(YOUR TASK): What lines below mention the word "Failed"? Copy each one.

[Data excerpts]
= = =
//! Resources command
//!
//! Builds the worker pool, hook and role of every configured pool and prints
//! them as one JSON array on stdout.

use anyhow::{Context, Result};
use clap::Args;
use colored::*;
use fuzzing_config::{Settings, load_machine_catalog};
use fuzzing_core::EnvVars;
use fuzzing_core::dto::resource::Resource;
use tracing::info;

use super::{collect_env, parse_key_val};
use crate::config::Config;

#[derive(Args)]
pub struct ResourcesArgs {
    /// Extra environment for the hook decision tasks (e.g., --env KEY=value)
    #[arg(short, long, value_parser = parse_key_val)]
    pub env: Vec<(String, String)>,
}

/// Build the resources of every pool, in pool name order
///
/// Stops at the first pool that fails to build.
pub fn build_all_resources(settings: &Settings, env: Option<&EnvVars>) -> Result<Vec<Resource>> {
    let machines_path = settings.machines_path();
    let machines = load_machine_catalog(&machines_path)
        .with_context(|| format!("Failed to load machines from {}", machines_path.display()))?;
    let community = settings
        .community()
        .context("Failed to load community configuration")?;
    let providers = community.providers();

    let pools = settings.pools().load_all()?;
    info!("Building resources for {} pool(s)", pools.len());

    let mut resources = Vec::with_capacity(pools.len() * 3);
    for pool in &pools {
        let built = pool
            .build_resources(&providers, &machines, env)
            .with_context(|| format!("Failed to build resources for pool {}", pool.id))?;
        resources.extend(built);
    }
    Ok(resources)
}

/// Handle the resources command
pub async fn handle_resources_command(args: ResourcesArgs, config: &Config) -> Result<()> {
    let settings = config.load_settings(&config.client()).await?;
    let env = collect_env(args.env);

    let resources = build_all_resources(&settings, env.as_ref())?;
    println!("{}", serde_json::to_string_pretty(&resources)?);

    eprintln!(
        "{} {}",
        "✓".green().bold(),
        format!("Generated {} resource(s)", resources.len()).bold()
    );
    for resource in &resources {
        eprintln!("  {} {}", "▸".cyan(), resource.id().dimmed());
    }
    Ok(())
}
= = =
(WRITTEN RESPONSE):
        .with_context(|| format!("Failed to load machines from {}", machines_path.display()))?;
        .context("Failed to load community configuration")?;
            .with_context(|| format!("Failed to build resources for pool {}", pool.id))?;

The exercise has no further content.